Covid Commute

The global pandemic has severely reduced peoples’ mobility world-wide, as regional and national lock-downs and stay-at-home orders have gone into effect. In this post, I’ll animate the impact that covid-19 has had on my daily commute/movements using my Google Location History data. Because I’m lucky enough to have a job that enabled me to work from home, and because my employer was proactive in putting us on work-from-home, I haven’t really been moving around much since mid March. As a result, the animation will get pretty boring around that point. 🙂

Although there are many great utilities for plotting location data in Python, such as Folium (which uses Leaflet), I decided that I would rather stick to matplotlib based graphics to handle the animations. To make the plots more interesting, I will plot some shapefiles relevant to my commute/non-commute using GeoPandas.

If you’re not interested in the sausage-making process, and would rather just see the end result, you can click here to jump straight to the animation.

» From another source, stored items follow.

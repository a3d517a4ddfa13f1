use serde::{Deserialize, Serialize};

/// A discrete variable: a name and its ordered list of states.
#[derive(Debug, Clone, PartialEq, Eq, Hash, Serialize, Deserialize)]
pub struct Variable {
    pub name: String,
    pub states: Vec<String>,
}

impl Variable {
    pub fn new<I, S>(name: impl Into<String>, states: I) -> Self
    where
        I: IntoIterator<Item = S>,
        S: Into<String>,
    {
        Self {
            name: name.into(),
            states: states.into_iter().map(Into::into).collect(),
        }
    }

    pub fn name(&self) -> &str {
        &self.name
    }

    pub fn states(&self) -> &[String] {
        &self.states
    }

    #[inline]
    pub fn state_count(&self) -> usize {
        self.states.len()
    }

    pub fn state_name(&self, index: usize) -> Option<&str> {
        self.states.get(index).map(String::as_str)
    }

    /// Index of a state by name (case-sensitive).
    pub fn state_index(&self, name: &str) -> Option<usize> {
        self.states.iter().position(|s| s == name)
    }
}

/// Ordered variables of one potential: `[conditioned, parent_1, ..., parent_k]`.
///
/// The conditioned variable is always at index 0. The space itself accepts
/// any shape; the engine rejects empty spaces and zero-state variables when
/// a layout is built from it.
#[derive(Debug, Clone, Default, PartialEq, Eq, Serialize, Deserialize)]
#[serde(transparent)]
pub struct VariableSpace {
    variables: Vec<Variable>,
}

impl VariableSpace {
    pub fn new(variables: Vec<Variable>) -> Self {
        Self { variables }
    }

    /// Build a space from the conditioned variable and its parents.
    pub fn from_parts(conditioned: Variable, parents: Vec<Variable>) -> Self {
        let mut variables = Vec::with_capacity(parents.len() + 1);
        variables.push(conditioned);
        variables.extend(parents);
        Self { variables }
    }

    pub fn variables(&self) -> &[Variable] {
        &self.variables
    }

    pub fn len(&self) -> usize {
        self.variables.len()
    }

    pub fn is_empty(&self) -> bool {
        self.variables.is_empty()
    }

    pub fn conditioned(&self) -> Option<&Variable> {
        self.variables.first()
    }

    /// Parent variables in declaration order (empty when there are none).
    pub fn parents(&self) -> &[Variable] {
        self.variables.get(1..).unwrap_or(&[])
    }

    pub fn state_counts(&self) -> Vec<usize> {
        self.variables.iter().map(Variable::state_count).collect()
    }

    /// Product of every state count; 0 for an empty space, `None` when the
    /// product overflows `usize`.
    pub fn tensor_size(&self) -> Option<usize> {
        if self.variables.is_empty() {
            return Some(0);
        }
        checked_product(&self.variables)
    }

    /// Number of distinct parent configurations (1 when there are no parents).
    pub fn parent_configurations(&self) -> Option<usize> {
        checked_product(self.parents())
    }

    /// Look up a variable by name, returning its position in the space.
    pub fn position_of(&self, name: &str) -> Option<usize> {
        self.variables.iter().position(|v| v.name == name)
    }
}

fn checked_product(variables: &[Variable]) -> Option<usize> {
    variables
        .iter()
        .try_fold(1usize, |acc, v| acc.checked_mul(v.state_count()))
}
//! Which grid cells the user may edit directly.

use serde::{Deserialize, Serialize};

use crate::error::{GridError, Result};
use crate::grid::Grid;
use crate::layout::Layout;

#[derive(Debug, Clone, Copy, PartialEq, Eq, Hash, Serialize, Deserialize)]
pub enum LockReason {
    /// Header row or label column.
    Header,
    /// The state combination is forbidden by a link restriction.
    Restricted,
    /// The column's values come from an uncertainty distribution.
    Uncertain,
}

#[derive(Debug, Clone, Copy, PartialEq, Eq, Hash, Serialize, Deserialize)]
pub enum Lock {
    Free,
    Locked(LockReason),
}

impl Lock {
    pub fn is_locked(&self) -> bool {
        matches!(self, Lock::Locked(_))
    }

    /// One-character rendering: `.` free, `H` header, `R` restricted, `U` uncertain.
    pub fn symbol(&self) -> char {
        match self {
            Lock::Free => '.',
            Lock::Locked(LockReason::Header) => 'H',
            Lock::Locked(LockReason::Restricted) => 'R',
            Lock::Locked(LockReason::Uncertain) => 'U',
        }
    }
}

pub type EditabilityMask = Grid<Lock>;

/// Lock mask over the whole grid.
///
/// `restrictions` are full state tuples in variable-space order; each locks
/// its single data cell. `uncertainty_columns` is indexed by grid column
/// (entry 0 is ignored) and locks every data row of a flagged column. A
/// cell both restricted and uncertain reports `Restricted`.
pub fn build_mask(
    restrictions: &[Vec<usize>],
    uncertainty_columns: &[bool],
    layout: &Layout,
) -> Result<EditabilityMask> {
    if uncertainty_columns.len() != layout.cols {
        return Err(GridError::DimensionMismatch {
            what: "uncertainty columns",
            expected: layout.cols,
            found: uncertainty_columns.len(),
        });
    }

    let mut mask = Grid::filled(layout.rows, layout.cols, Lock::Locked(LockReason::Header));
    let data_rows = layout.first_editable_row..=layout.last_editable_row;

    for col in 1..layout.cols {
        let lock = if uncertainty_columns[col] {
            Lock::Locked(LockReason::Uncertain)
        } else {
            Lock::Free
        };
        for row in data_rows.clone() {
            mask.set(row, col, lock)?;
        }
    }

    for tuple in restrictions {
        let coord = layout.cell_for_tuple(tuple)?;
        mask.set(coord.row, coord.col, Lock::Locked(LockReason::Restricted))?;
    }

    Ok(mask)
}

The notebook for this post can be obtained here. None of the datasets used in this notebook are provided.

Importing the map data

from IPython.display import HTML
import tarfile
import json

import matplotlib.pyplot as plt
from matplotlib import animation
from matplotlib.textpath import TextToPath
from matplotlib.font_manager import FontProperties

import pandas as pd
import geopandas as gpd
import numpy as np
from datetime import datetime, date, timedelta
from multiprocessing import Pool

import sys, os

data_dir = os.path.join(os.path.expanduser('~'), 'Dropbox', 
                        'Projects', '20200424_PlottingCommutes')
sys.path.append(data_dir)

The following file contains the latitude and longitude of my home and work, which are saved in separate 2-dimensional arrays.

# My home and work location
from mydata import home_location, work_location

Next we import some Illinois datasets that we’ll plot alongside my commute data. Specifically, we’ll plot highways, Metra lines, and Illinois’ counties.

Data were obtained from the following sources:

Illinois counties were obtained from the Illinois Geospatial Data Clearinghouse.
Metra lines were obtained from data.gov.
Illinois roads were obtained from the Illinois Department of Transportation’s data portal, with data exported for 2019. In our plotting, we will only retain Cook/Lake county roads which are flagged as National Highway System roads.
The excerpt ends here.